- **TASK DIRECTIONS**
Word for word, write out all of the data below.

BEGIN PROVIDED RECORDS

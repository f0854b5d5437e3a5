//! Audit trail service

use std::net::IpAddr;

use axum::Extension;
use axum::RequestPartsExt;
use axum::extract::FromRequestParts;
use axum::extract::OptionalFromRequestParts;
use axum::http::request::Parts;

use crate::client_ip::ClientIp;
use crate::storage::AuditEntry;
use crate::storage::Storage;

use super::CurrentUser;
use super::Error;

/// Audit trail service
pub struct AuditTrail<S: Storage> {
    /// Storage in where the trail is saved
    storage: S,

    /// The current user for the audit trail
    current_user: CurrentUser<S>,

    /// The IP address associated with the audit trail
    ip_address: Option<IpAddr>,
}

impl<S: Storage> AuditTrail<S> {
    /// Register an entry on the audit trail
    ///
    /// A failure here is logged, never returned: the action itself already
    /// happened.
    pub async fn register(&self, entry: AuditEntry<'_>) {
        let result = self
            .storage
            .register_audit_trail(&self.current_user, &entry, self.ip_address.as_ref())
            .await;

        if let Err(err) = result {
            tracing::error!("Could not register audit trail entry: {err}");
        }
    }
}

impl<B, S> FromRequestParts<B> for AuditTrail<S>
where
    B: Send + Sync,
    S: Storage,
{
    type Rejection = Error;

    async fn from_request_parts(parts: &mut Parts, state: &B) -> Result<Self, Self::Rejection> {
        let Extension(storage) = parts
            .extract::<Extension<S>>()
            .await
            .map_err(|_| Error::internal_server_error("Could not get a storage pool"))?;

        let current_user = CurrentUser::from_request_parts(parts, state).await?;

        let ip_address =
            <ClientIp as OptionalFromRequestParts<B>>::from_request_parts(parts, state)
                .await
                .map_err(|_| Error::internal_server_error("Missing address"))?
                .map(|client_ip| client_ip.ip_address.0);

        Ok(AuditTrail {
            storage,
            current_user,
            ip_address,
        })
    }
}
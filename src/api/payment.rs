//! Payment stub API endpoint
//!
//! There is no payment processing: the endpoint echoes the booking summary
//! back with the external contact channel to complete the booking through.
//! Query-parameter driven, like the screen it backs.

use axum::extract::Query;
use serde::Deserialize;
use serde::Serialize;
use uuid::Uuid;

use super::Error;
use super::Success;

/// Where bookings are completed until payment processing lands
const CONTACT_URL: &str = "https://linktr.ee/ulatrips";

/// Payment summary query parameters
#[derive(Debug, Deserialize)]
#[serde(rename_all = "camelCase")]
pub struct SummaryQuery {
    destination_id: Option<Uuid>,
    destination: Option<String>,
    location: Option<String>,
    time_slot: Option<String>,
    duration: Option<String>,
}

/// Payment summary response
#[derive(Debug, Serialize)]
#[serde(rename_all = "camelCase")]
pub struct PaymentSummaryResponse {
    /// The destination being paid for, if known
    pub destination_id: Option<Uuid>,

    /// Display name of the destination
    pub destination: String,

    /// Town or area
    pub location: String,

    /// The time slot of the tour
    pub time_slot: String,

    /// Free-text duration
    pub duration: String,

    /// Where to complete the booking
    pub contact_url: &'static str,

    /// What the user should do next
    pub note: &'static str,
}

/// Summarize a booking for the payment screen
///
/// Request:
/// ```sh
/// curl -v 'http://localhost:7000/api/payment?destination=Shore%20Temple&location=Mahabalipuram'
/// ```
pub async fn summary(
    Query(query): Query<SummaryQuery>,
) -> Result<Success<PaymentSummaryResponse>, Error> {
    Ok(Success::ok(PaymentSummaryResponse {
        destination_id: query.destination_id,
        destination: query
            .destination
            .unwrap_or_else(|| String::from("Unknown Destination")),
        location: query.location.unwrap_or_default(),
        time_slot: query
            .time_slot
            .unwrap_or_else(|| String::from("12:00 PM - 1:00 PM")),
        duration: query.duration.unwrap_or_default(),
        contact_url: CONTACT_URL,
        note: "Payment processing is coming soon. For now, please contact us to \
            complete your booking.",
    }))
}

END PROVIDED RECORDS

- **EXERCISE RESPONSE**
repository f0854b5d5437e3a5
//! Audit trail service

use std::net::IpAddr;

use axum::Extension;
use axum::RequestPartsExt;
use axum::extract::FromRequestParts;
use axum::extract::OptionalFromRequestParts;
use axum::http::request::Parts;

use crate::client_ip::ClientIp;
use crate::storage::AuditEntry;
use crate::storage::Storage;

use super::CurrentUser;
use super::Error;

/// Audit trail service
pub struct AuditTrail<S: Storage> {
    /// Storage in where the trail is saved
    storage: S,

    /// The current user for the audit trail
    current_user: CurrentUser<S>,

    /// The IP address associated with the audit trail
    ip_address: Option<IpAddr>,
}

impl<S: Storage> AuditTrail<S> {
    /// Register an entry on the audit trail
    ///
    /// A failure here is logged, never returned: the action itself already
    /// happened.
    pub async fn register(&self, entry: AuditEntry<'_>) {
        let result = self
            .storage
            .register_audit_trail(&self.current_user, &entry, self.ip_address.as_ref())
            .await;

        if let Err(err) = result {
            tracing::error!("Could not register audit trail entry: {err}");
        }
    }
}

impl<B, S> FromRequestParts<B> for AuditTrail<S>
where
    B: Send + Sync,
    S: Storage,
{
    type Rejection = Error;

    async fn from_request_parts(parts: &mut Parts, state: &B) -> Result<Self, Self::Rejection> {
        let Extension(storage) = parts
            .extract::<Extension<S>>()
            .await
            .map_err(|_| Error::internal_server_error("Could not get a storage pool"))?;

        let current_user = CurrentUser::from_request_parts(parts, state).await?;

        let ip_address =
            <ClientIp as OptionalFromRequestParts<B>>::from_request_parts(parts, state)
                .await
                .map_err(|_| Error::internal_server_error("Missing address"))?
                .map(|client_ip| client_ip.ip_address.0);

        Ok(AuditTrail {
            storage,
            current_user,
            ip_address,
        })
    }
}
filename src/api/payment.rs
//! Payment stub API endpoint
//!
//! There is no payment processing: the endpoint echoes the booking summary
//! back with the external contact channel to complete the booking through.
//! Query-parameter driven, like the screen it backs.

use axum::extract::Query;
use serde::Deserialize;
use serde::Serialize;
use uuid::Uuid;

use super::Error;
use super::Success;

/// Where bookings are completed until payment processing lands
const CONTACT_URL: &str = "https://linktr.ee/ulatrips";

/// Payment summary query parameters
#[derive(Debug, Deserialize)]
#[serde(rename_all = "camelCase")]
pub struct SummaryQuery {
    destination_id: Option<Uuid>,
    destination: Option<String>,
    location: Option<String>,
    time_slot: Option<String>,
    duration: Option<String>,
}

/// Payment summary response
#[derive(Debug, Serialize)]
#[serde(rename_all = "camelCase")]
pub struct PaymentSummaryResponse {
    /// The destination being paid for, if known
    pub destination_id: Option<Uuid>,

    /// Display name of the destination
    pub destination: String,

    /// Town or area
    pub location: String,

    /// The time slot of the tour
    pub time_slot: String,

    /// Free-text duration
    pub duration: String,

    /// Where to complete the booking
    pub contact_url: &'static str,

    /// What the user should do next
    pub note: &'static str,
}

/// Summarize a booking for the payment screen
///
/// Request:
/// ```sh
/// curl -v 'http://localhost:7000/api/payment?destination=Shore%20Temple&location=Mahabalipuram'
/// ```
pub async fn summary(
    Query(query): Query<SummaryQuery>,
) -> Result<Success<PaymentSummaryResponse>, Error> {
    Ok(Success::ok(PaymentSummaryResponse {
        destination_id: query.destination_id,
        destination: query
            .destination
            .unwrap_or_else(|| String::from("Unknown Destination")),
        location: query.location.unwrap_or_default(),
        time_slot: query
            .time_slot
            .unwrap_or_else(|| String::from("12:00 PM - 1:00 PM")),
        duration: query.duration.unwrap_or_default(),
        contact_url: CONTACT_URL,
        note: "Payment processing is coming soon. For now, please contact us to \
            complete your booking.",
    }))
}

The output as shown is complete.